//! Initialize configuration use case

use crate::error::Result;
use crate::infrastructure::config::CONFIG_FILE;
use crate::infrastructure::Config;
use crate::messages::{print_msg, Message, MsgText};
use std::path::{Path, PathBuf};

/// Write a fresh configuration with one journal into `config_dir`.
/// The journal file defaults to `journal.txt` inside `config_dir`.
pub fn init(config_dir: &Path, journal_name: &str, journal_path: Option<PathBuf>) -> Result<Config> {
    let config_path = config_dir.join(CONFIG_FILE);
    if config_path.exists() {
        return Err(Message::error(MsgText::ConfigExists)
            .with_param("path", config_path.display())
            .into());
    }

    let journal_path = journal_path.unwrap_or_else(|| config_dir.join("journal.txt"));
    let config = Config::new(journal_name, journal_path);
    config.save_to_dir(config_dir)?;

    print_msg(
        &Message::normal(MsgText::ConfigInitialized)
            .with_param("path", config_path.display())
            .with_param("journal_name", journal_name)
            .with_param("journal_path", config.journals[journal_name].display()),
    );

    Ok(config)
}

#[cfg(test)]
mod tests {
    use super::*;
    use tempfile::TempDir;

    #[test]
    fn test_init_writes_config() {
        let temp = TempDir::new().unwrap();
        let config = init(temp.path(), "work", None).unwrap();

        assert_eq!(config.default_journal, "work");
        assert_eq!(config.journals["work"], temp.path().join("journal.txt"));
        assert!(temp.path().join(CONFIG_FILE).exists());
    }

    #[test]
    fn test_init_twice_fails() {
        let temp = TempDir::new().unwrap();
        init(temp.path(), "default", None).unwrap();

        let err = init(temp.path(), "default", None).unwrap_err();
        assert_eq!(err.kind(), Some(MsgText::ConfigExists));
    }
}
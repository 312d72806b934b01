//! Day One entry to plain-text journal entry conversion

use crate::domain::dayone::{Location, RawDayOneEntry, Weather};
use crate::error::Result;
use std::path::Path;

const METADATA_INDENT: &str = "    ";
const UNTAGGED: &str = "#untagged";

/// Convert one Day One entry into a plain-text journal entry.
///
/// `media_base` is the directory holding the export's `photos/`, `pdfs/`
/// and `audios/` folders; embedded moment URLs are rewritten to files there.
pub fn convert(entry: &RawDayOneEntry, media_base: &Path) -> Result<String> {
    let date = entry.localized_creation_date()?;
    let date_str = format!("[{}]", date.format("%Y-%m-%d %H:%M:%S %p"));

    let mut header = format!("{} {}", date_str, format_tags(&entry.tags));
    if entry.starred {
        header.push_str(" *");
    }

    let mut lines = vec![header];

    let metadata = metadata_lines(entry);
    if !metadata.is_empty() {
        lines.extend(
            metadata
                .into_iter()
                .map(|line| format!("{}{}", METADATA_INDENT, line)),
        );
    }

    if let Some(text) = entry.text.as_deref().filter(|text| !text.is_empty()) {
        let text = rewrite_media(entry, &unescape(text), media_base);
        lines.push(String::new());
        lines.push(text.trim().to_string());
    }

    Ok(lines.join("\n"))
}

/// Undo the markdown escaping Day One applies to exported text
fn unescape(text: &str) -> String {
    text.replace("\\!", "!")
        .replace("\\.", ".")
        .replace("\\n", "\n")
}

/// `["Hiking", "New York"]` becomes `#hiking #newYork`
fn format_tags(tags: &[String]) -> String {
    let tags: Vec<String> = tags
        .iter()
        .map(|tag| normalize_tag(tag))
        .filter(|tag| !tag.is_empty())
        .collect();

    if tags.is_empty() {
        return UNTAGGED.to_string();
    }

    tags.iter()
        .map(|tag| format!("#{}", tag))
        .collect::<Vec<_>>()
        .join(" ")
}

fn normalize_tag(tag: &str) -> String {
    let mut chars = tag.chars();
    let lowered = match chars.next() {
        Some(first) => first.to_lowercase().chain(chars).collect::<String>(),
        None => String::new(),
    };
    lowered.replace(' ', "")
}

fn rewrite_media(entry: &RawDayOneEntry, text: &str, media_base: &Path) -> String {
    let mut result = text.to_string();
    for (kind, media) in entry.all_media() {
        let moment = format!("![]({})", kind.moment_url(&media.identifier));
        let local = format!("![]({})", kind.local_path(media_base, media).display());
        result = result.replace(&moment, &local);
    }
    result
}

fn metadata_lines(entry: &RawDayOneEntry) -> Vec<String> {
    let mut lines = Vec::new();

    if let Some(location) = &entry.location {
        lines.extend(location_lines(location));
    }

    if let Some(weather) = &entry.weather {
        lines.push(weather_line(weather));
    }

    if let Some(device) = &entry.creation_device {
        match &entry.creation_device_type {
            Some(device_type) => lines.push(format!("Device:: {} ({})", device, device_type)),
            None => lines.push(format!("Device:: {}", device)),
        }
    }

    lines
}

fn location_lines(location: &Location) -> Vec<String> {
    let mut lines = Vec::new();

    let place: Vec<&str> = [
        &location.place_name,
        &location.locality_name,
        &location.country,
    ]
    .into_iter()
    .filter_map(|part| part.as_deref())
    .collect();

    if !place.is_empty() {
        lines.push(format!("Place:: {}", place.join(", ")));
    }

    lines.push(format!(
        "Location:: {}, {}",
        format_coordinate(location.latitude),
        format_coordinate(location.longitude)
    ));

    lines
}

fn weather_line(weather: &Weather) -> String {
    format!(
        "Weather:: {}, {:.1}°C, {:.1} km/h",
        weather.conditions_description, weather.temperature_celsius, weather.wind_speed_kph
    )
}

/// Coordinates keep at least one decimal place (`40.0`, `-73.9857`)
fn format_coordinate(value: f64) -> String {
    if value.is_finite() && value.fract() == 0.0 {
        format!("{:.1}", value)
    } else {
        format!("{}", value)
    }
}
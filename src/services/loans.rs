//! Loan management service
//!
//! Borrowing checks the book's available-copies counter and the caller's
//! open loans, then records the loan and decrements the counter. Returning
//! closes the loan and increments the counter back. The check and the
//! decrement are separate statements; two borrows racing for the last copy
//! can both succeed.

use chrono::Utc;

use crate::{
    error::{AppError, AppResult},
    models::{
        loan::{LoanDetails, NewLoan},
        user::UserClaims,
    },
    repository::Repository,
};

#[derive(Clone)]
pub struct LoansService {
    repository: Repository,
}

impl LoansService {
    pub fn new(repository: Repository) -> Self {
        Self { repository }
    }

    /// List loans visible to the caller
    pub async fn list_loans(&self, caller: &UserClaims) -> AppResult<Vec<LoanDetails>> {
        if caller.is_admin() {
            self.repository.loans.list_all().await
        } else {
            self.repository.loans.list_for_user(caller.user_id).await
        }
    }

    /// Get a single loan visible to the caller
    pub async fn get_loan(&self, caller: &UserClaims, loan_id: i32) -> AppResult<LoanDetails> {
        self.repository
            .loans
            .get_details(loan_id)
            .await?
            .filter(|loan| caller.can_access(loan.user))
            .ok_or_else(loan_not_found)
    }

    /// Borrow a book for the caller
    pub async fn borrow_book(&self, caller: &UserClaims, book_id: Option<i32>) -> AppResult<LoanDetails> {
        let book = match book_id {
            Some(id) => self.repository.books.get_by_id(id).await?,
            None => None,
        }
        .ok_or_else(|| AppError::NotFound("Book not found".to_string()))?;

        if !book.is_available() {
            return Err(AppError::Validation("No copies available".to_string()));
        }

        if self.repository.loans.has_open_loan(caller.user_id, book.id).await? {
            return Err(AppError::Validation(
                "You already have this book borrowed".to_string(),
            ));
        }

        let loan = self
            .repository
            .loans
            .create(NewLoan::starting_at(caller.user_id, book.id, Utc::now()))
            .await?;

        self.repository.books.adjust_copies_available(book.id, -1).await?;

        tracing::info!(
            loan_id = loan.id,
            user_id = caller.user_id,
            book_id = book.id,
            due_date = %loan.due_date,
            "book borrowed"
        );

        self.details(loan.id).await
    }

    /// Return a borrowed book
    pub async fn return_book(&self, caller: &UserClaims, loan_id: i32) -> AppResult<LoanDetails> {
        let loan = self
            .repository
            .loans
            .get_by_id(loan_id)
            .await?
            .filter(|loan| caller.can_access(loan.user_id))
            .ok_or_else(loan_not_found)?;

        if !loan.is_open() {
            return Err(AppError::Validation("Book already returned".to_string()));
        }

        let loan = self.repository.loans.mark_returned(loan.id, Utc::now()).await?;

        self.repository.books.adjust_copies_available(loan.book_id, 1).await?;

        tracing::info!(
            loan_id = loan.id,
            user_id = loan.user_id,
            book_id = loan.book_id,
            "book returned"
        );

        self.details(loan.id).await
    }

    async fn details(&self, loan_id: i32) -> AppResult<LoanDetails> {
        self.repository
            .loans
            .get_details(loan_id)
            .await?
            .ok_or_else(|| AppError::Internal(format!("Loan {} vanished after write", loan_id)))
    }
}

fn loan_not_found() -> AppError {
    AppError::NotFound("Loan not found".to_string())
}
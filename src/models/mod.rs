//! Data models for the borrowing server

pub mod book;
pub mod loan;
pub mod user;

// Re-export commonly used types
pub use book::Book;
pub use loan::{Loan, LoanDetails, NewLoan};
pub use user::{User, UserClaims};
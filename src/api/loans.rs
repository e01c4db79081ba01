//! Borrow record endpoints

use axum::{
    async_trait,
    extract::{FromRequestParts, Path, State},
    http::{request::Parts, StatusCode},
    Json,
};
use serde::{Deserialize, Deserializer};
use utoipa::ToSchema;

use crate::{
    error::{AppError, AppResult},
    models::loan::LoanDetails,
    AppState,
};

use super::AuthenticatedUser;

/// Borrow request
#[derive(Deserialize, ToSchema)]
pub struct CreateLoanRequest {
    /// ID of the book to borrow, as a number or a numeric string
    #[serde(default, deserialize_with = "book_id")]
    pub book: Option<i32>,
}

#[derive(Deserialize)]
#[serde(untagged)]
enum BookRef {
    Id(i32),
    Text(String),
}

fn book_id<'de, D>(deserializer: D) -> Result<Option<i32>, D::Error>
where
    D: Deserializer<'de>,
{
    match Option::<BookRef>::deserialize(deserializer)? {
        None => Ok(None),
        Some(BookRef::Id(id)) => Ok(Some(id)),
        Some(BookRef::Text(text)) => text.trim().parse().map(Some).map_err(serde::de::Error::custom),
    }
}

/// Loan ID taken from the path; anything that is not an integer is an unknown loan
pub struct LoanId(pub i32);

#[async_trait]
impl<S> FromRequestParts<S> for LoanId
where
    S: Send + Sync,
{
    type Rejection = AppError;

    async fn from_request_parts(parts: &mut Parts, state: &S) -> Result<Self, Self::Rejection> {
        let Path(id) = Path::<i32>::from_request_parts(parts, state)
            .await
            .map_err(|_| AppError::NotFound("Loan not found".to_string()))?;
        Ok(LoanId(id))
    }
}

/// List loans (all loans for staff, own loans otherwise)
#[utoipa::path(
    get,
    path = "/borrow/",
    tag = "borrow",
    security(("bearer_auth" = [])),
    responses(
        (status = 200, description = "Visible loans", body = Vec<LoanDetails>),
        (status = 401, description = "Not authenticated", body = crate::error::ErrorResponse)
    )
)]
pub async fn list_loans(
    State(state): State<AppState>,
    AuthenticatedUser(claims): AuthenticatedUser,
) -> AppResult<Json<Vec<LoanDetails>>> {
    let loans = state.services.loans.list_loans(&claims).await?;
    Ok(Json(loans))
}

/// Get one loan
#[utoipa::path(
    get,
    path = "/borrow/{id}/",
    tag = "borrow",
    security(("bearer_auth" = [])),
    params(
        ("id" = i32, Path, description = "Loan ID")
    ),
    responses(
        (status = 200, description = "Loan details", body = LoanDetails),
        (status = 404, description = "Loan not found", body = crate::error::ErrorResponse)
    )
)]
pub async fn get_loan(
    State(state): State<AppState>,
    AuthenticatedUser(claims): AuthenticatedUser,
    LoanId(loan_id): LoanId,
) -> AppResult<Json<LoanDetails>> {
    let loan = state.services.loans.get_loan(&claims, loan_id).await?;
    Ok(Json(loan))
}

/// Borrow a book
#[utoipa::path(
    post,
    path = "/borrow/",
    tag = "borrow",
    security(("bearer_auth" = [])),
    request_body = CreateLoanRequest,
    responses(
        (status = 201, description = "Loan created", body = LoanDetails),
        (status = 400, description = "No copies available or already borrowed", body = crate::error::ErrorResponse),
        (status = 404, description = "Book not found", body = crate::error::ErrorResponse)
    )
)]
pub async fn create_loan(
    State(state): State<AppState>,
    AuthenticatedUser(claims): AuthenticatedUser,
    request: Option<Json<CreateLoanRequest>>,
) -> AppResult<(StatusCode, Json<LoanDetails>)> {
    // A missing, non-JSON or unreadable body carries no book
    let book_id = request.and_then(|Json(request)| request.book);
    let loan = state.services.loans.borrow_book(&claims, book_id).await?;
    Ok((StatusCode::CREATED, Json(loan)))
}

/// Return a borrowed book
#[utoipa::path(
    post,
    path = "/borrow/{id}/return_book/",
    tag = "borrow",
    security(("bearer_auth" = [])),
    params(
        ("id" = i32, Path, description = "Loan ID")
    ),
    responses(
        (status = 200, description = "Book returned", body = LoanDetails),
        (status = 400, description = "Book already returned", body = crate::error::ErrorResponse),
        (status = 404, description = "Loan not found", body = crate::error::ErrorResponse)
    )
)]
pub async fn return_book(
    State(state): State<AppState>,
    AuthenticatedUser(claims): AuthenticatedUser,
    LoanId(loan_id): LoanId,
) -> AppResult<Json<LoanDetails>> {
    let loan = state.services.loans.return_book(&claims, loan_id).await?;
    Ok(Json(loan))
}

■ **YOUR TASK**:
Return only the lines from the beginning of the material up to and including the line with "journal entry conversion", exactly as written.

■ **SOLUTION TO THIS PROBLEM**:
//! Initialize configuration use case

use crate::error::Result;
use crate::infrastructure::config::CONFIG_FILE;
use crate::infrastructure::Config;
use crate::messages::{print_msg, Message, MsgText};
use std::path::{Path, PathBuf};

/// Write a fresh configuration with one journal into `config_dir`.
/// The journal file defaults to `journal.txt` inside `config_dir`.
pub fn init(config_dir: &Path, journal_name: &str, journal_path: Option<PathBuf>) -> Result<Config> {
    let config_path = config_dir.join(CONFIG_FILE);
    if config_path.exists() {
        return Err(Message::error(MsgText::ConfigExists)
            .with_param("path", config_path.display())
            .into());
    }

    let journal_path = journal_path.unwrap_or_else(|| config_dir.join("journal.txt"));
    let config = Config::new(journal_name, journal_path);
    config.save_to_dir(config_dir)?;

    print_msg(
        &Message::normal(MsgText::ConfigInitialized)
            .with_param("path", config_path.display())
            .with_param("journal_name", journal_name)
            .with_param("journal_path", config.journals[journal_name].display()),
    );

    Ok(config)
}

#[cfg(test)]
mod tests {
    use super::*;
    use tempfile::TempDir;

    #[test]
    fn test_init_writes_config() {
        let temp = TempDir::new().unwrap();
        let config = init(temp.path(), "work", None).unwrap();

        assert_eq!(config.default_journal, "work");
        assert_eq!(config.journals["work"], temp.path().join("journal.txt"));
        assert!(temp.path().join(CONFIG_FILE).exists());
    }

    #[test]
    fn test_init_twice_fails() {
        let temp = TempDir::new().unwrap();
        init(temp.path(), "default", None).unwrap();

        let err = init(temp.path(), "default", None).unwrap_err();
        assert_eq!(err.kind(), Some(MsgText::ConfigExists));
    }
}
repository 312d72806b934b01
//! Day One entry to plain-text journal entry conversion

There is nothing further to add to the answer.